Material supplied:
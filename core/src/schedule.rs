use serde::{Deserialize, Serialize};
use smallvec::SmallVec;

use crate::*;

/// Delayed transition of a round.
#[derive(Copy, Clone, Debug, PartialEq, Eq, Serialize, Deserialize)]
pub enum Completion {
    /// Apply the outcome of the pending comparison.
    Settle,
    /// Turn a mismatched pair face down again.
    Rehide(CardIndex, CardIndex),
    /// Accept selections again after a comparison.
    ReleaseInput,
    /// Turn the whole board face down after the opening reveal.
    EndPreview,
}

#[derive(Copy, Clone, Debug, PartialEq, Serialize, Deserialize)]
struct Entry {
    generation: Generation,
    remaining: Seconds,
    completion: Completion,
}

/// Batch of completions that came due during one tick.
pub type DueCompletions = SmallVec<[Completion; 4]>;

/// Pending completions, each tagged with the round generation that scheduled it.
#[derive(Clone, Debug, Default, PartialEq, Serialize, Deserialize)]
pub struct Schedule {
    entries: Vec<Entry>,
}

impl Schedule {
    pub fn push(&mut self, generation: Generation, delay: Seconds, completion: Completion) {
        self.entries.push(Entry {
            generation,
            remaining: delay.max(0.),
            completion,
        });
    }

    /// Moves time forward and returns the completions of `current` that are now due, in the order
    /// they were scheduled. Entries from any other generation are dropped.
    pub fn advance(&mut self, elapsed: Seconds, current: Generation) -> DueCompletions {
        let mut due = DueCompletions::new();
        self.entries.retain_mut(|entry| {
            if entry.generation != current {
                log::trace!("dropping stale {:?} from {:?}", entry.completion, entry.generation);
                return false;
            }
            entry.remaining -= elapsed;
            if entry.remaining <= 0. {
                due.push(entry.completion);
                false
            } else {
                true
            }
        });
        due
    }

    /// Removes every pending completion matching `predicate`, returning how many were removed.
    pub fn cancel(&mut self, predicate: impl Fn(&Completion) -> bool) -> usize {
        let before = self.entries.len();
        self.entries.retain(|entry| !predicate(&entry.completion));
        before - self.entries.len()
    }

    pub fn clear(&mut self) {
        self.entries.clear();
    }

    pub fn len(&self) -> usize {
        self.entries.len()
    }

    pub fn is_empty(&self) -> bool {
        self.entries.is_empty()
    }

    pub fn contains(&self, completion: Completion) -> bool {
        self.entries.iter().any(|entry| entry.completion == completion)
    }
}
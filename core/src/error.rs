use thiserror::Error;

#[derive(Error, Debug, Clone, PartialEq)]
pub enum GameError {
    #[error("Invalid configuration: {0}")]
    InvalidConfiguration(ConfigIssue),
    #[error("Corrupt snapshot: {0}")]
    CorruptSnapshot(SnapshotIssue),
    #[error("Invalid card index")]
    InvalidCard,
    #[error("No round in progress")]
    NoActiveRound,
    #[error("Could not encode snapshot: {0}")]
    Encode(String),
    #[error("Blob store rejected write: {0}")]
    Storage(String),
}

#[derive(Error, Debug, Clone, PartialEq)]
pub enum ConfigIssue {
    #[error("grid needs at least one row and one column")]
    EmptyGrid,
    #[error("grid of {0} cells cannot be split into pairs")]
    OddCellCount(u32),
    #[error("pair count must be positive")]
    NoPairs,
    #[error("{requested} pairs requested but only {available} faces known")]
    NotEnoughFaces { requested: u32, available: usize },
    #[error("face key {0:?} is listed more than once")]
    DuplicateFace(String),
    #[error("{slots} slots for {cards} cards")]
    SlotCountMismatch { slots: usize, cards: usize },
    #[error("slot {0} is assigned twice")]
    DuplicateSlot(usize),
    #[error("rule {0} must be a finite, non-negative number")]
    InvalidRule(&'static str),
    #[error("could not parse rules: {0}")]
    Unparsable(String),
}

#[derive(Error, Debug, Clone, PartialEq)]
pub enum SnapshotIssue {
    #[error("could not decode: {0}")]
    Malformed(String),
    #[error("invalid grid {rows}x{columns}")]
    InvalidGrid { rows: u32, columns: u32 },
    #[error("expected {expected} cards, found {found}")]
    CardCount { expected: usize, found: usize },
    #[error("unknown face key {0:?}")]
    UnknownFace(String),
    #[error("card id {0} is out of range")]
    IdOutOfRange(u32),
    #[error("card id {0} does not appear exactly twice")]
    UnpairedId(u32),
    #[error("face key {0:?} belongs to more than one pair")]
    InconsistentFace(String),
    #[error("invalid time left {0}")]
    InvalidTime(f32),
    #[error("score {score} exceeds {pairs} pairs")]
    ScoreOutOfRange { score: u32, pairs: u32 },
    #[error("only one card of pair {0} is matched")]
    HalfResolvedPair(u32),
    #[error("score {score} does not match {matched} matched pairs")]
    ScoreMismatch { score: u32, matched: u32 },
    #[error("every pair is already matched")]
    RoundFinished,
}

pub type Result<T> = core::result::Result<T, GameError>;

About this exercise:
Find the lines that mention "GameError" in the entries and show them.

Written response:
pub enum GameError {
pub type Result<T> = core::result::Result<T, GameError>;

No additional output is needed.